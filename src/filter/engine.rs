use image::RgbaImage;

use crate::{
    filter::{blur, color, convolve, geometry, local},
    foundation::{
        core::{Bounds, PixelRect},
        error::{ImgshError, ImgshResult},
    },
    pipeline::operation::Operation,
};

/// Executes individual pipeline operations on RGBA8 images.
///
/// `apply` writes into a destination that the caller has already sized to
/// `bounds(op, src)`; engines must not resize it.
pub trait FilterEngine {
    fn bounds(&self, op: &Operation, src: Bounds) -> Bounds;

    fn apply(&self, op: &Operation, src: &RgbaImage, dst: &mut RgbaImage) -> ImgshResult<()>;
}

/// CPU engine: straight (non-premultiplied) RGBA8, rows in parallel.
#[derive(Clone, Copy, Debug, Default)]
pub struct CpuFilterEngine;

impl CpuFilterEngine {
    pub fn new() -> Self {
        Self
    }
}

impl FilterEngine for CpuFilterEngine {
    fn bounds(&self, op: &Operation, src: Bounds) -> Bounds {
        match *op {
            Operation::Crop { x1, y1, x2, y2 } => {
                rect_bounds(geometry::crop_rect(src, x1, y1, x2, y2))
            }
            Operation::CropToSize { width, height } => {
                rect_bounds(geometry::crop_to_size_rect(src, width, height))
            }
            Operation::Resize { width, height } => geometry::resize_bounds(src, width, height),
            Operation::ResizeToFill { width, height } => {
                geometry::resize_fill_bounds(src, width, height)
            }
            Operation::ResizeToFit { width, height } => {
                geometry::resize_fit_bounds(src, width, height)
            }
            Operation::Rotate90
            | Operation::Rotate270
            | Operation::Transpose
            | Operation::Transverse => src.swapped(),
            Operation::Rotate { degrees } => match geometry::quarter_turns(degrees) {
                Some(1 | 3) => src.swapped(),
                Some(_) => src,
                None => geometry::rotated_bounds(src, degrees),
            },
            _ => src,
        }
    }

    fn apply(&self, op: &Operation, src: &RgbaImage, dst: &mut RgbaImage) -> ImgshResult<()> {
        let expected = self.bounds(op, Bounds::of(src));
        if Bounds::of(dst) != expected {
            return Err(ImgshError::render(format!(
                "{}: destination is {}, expected {expected}",
                op.kind().command(),
                Bounds::of(dst)
            )));
        }
        if expected.is_empty() {
            return Ok(());
        }

        match *op {
            Operation::Blur { sigma } => blur::gaussian_blur(src, dst, sigma)?,
            Operation::Brightness { percent } => color::brightness(src, dst, percent),
            Operation::ColorBalance { red, green, blue } => {
                color::color_balance(src, dst, red, green, blue)
            }
            Operation::Colorize {
                hue,
                saturation,
                percent,
            } => color::colorize(src, dst, hue, saturation, percent),
            Operation::Colorspace { conversion } => color::colorspace(src, dst, conversion),
            Operation::Contrast { percent } => color::contrast(src, dst, percent),
            Operation::Crop { x1, y1, x2, y2 } => {
                geometry::crop(src, dst, geometry::crop_rect(Bounds::of(src), x1, y1, x2, y2))
            }
            Operation::CropToSize { width, height } => geometry::crop(
                src,
                dst,
                geometry::crop_to_size_rect(Bounds::of(src), width, height),
            ),
            Operation::Edge => convolve::convolve3x3(src, dst, &convolve::EDGE_KERNEL),
            Operation::Emboss => convolve::convolve3x3(src, dst, &convolve::EMBOSS_KERNEL),
            Operation::FlipHorizontal => geometry::flip_horizontal(src, dst)?,
            Operation::FlipVertical => geometry::flip_vertical(src, dst)?,
            Operation::Gamma { gamma } => color::gamma(src, dst, gamma),
            Operation::Grayscale => color::grayscale(src, dst),
            Operation::Hue { shift } => color::hue(src, dst, shift),
            Operation::Invert => color::invert(src, dst),
            Operation::Local { stat, size } => local::local_filter(src, dst, stat, size),
            Operation::Opacity { percent } => color::opacity(src, dst, percent),
            Operation::Pixelate { size } => geometry::pixelate(src, dst, size),
            Operation::Resize { .. } | Operation::ResizeToFit { .. } => geometry::resize(src, dst),
            Operation::ResizeToFill { .. } => geometry::resize_fill(src, dst)?,
            Operation::Rotate90 => geometry::rotate90(src, dst)?,
            Operation::Rotate180 => geometry::rotate180(src, dst)?,
            Operation::Rotate270 => geometry::rotate270(src, dst)?,
            Operation::Rotate { degrees } => match geometry::quarter_turns(degrees) {
                Some(0) => dst.copy_from_slice(src),
                Some(1) => geometry::rotate90(src, dst)?,
                Some(2) => geometry::rotate180(src, dst)?,
                Some(_) => geometry::rotate270(src, dst)?,
                None => geometry::rotate(src, dst, degrees),
            },
            Operation::Saturation { percent } => color::saturation(src, dst, percent),
            Operation::Sepia { percent } => color::sepia(src, dst, percent),
            Operation::Sigmoid { midpoint, factor } => color::sigmoid(src, dst, midpoint, factor),
            Operation::Sobel => convolve::sobel(src, dst),
            Operation::Threshold { percent } => color::threshold(src, dst, percent),
            Operation::Transpose => geometry::transpose(src, dst),
            Operation::Transverse => geometry::transverse(src, dst),
            Operation::UnsharpMask {
                sigma,
                amount,
                threshold,
            } => blur::unsharp_mask(src, dst, sigma, amount, threshold)?,
        }
        Ok(())
    }
}

fn rect_bounds(rect: Option<PixelRect>) -> Bounds {
    rect.map_or(Bounds::EMPTY, PixelRect::bounds)
}

#[cfg(test)]
#[path = "../../tests/unit/filter/engine.rs"]
mod tests;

YOUR INSTRUCTIONS: The records above should be restated word for word in their entirety.

ANSWER TO THIS TASK:
filename src/filter/engine.rs
use image::RgbaImage;

use crate::{
    filter::{blur, color, convolve, geometry, local},
    foundation::{
        core::{Bounds, PixelRect},
        error::{ImgshError, ImgshResult},
    },
    pipeline::operation::Operation,
};

/// Executes individual pipeline operations on RGBA8 images.
///
/// `apply` writes into a destination that the caller has already sized to
/// `bounds(op, src)`; engines must not resize it.
pub trait FilterEngine {
    fn bounds(&self, op: &Operation, src: Bounds) -> Bounds;

    fn apply(&self, op: &Operation, src: &RgbaImage, dst: &mut RgbaImage) -> ImgshResult<()>;
}

/// CPU engine: straight (non-premultiplied) RGBA8, rows in parallel.
#[derive(Clone, Copy, Debug, Default)]
pub struct CpuFilterEngine;

impl CpuFilterEngine {
    pub fn new() -> Self {
        Self
    }
}

impl FilterEngine for CpuFilterEngine {
    fn bounds(&self, op: &Operation, src: Bounds) -> Bounds {
        match *op {
            Operation::Crop { x1, y1, x2, y2 } => {
                rect_bounds(geometry::crop_rect(src, x1, y1, x2, y2))
            }
            Operation::CropToSize { width, height } => {
                rect_bounds(geometry::crop_to_size_rect(src, width, height))
            }
            Operation::Resize { width, height } => geometry::resize_bounds(src, width, height),
            Operation::ResizeToFill { width, height } => {
                geometry::resize_fill_bounds(src, width, height)
            }
            Operation::ResizeToFit { width, height } => {
                geometry::resize_fit_bounds(src, width, height)
            }
            Operation::Rotate90
            | Operation::Rotate270
            | Operation::Transpose
            | Operation::Transverse => src.swapped(),
            Operation::Rotate { degrees } => match geometry::quarter_turns(degrees) {
                Some(1 | 3) => src.swapped(),
                Some(_) => src,
                None => geometry::rotated_bounds(src, degrees),
            },
            _ => src,
        }
    }

    fn apply(&self, op: &Operation, src: &RgbaImage, dst: &mut RgbaImage) -> ImgshResult<()> {
        let expected = self.bounds(op, Bounds::of(src));
        if Bounds::of(dst) != expected {
            return Err(ImgshError::render(format!(
                "{}: destination is {}, expected {expected}",
                op.kind().command(),
                Bounds::of(dst)
            )));
        }
        if expected.is_empty() {
            return Ok(());
        }

        match *op {
            Operation::Blur { sigma } => blur::gaussian_blur(src, dst, sigma)?,
            Operation::Brightness { percent } => color::brightness(src, dst, percent),
            Operation::ColorBalance { red, green, blue } => {
                color::color_balance(src, dst, red, green, blue)
            }
            Operation::Colorize {
                hue,
                saturation,
                percent,
            } => color::colorize(src, dst, hue, saturation, percent),
            Operation::Colorspace { conversion } => color::colorspace(src, dst, conversion),
            Operation::Contrast { percent } => color::contrast(src, dst, percent),
            Operation::Crop { x1, y1, x2, y2 } => {
                geometry::crop(src, dst, geometry::crop_rect(Bounds::of(src), x1, y1, x2, y2))
            }
            Operation::CropToSize { width, height } => geometry::crop(
                src,
                dst,
                geometry::crop_to_size_rect(Bounds::of(src), width, height),
            ),
            Operation::Edge => convolve::convolve3x3(src, dst, &convolve::EDGE_KERNEL),
            Operation::Emboss => convolve::convolve3x3(src, dst, &convolve::EMBOSS_KERNEL),
            Operation::FlipHorizontal => geometry::flip_horizontal(src, dst)?,
            Operation::FlipVertical => geometry::flip_vertical(src, dst)?,
            Operation::Gamma { gamma } => color::gamma(src, dst, gamma),
            Operation::Grayscale => color::grayscale(src, dst),
            Operation::Hue { shift } => color::hue(src, dst, shift),
            Operation::Invert => color::invert(src, dst),
            Operation::Local { stat, size } => local::local_filter(src, dst, stat, size),
            Operation::Opacity { percent } => color::opacity(src, dst, percent),
            Operation::Pixelate { size } => geometry::pixelate(src, dst, size),
            Operation::Resize { .. } | Operation::ResizeToFit { .. } => geometry::resize(src, dst),
            Operation::ResizeToFill { .. } => geometry::resize_fill(src, dst)?,
            Operation::Rotate90 => geometry::rotate90(src, dst)?,
            Operation::Rotate180 => geometry::rotate180(src, dst)?,
            Operation::Rotate270 => geometry::rotate270(src, dst)?,
            Operation::Rotate { degrees } => match geometry::quarter_turns(degrees) {
                Some(0) => dst.copy_from_slice(src),
                Some(1) => geometry::rotate90(src, dst)?,
                Some(2) => geometry::rotate180(src, dst)?,
                Some(_) => geometry::rotate270(src, dst)?,
                None => geometry::rotate(src, dst, degrees),
            },
            Operation::Saturation { percent } => color::saturation(src, dst, percent),
            Operation::Sepia { percent } => color::sepia(src, dst, percent),
            Operation::Sigmoid { midpoint, factor } => color::sigmoid(src, dst, midpoint, factor),
            Operation::Sobel => convolve::sobel(src, dst),
            Operation::Threshold { percent } => color::threshold(src, dst, percent),
            Operation::Transpose => geometry::transpose(src, dst),
            Operation::Transverse => geometry::transverse(src, dst),
            Operation::UnsharpMask {
                sigma,
                amount,
                threshold,
            } => blur::unsharp_mask(src, dst, sigma, amount, threshold)?,
        }
        Ok(())
    }
}

fn rect_bounds(rect: Option<PixelRect>) -> Bounds {
    rect.map_or(Bounds::EMPTY, PixelRect::bounds)
}

#[cfg(test)]
#[path = "../../tests/unit/filter/engine.rs"]
mod tests;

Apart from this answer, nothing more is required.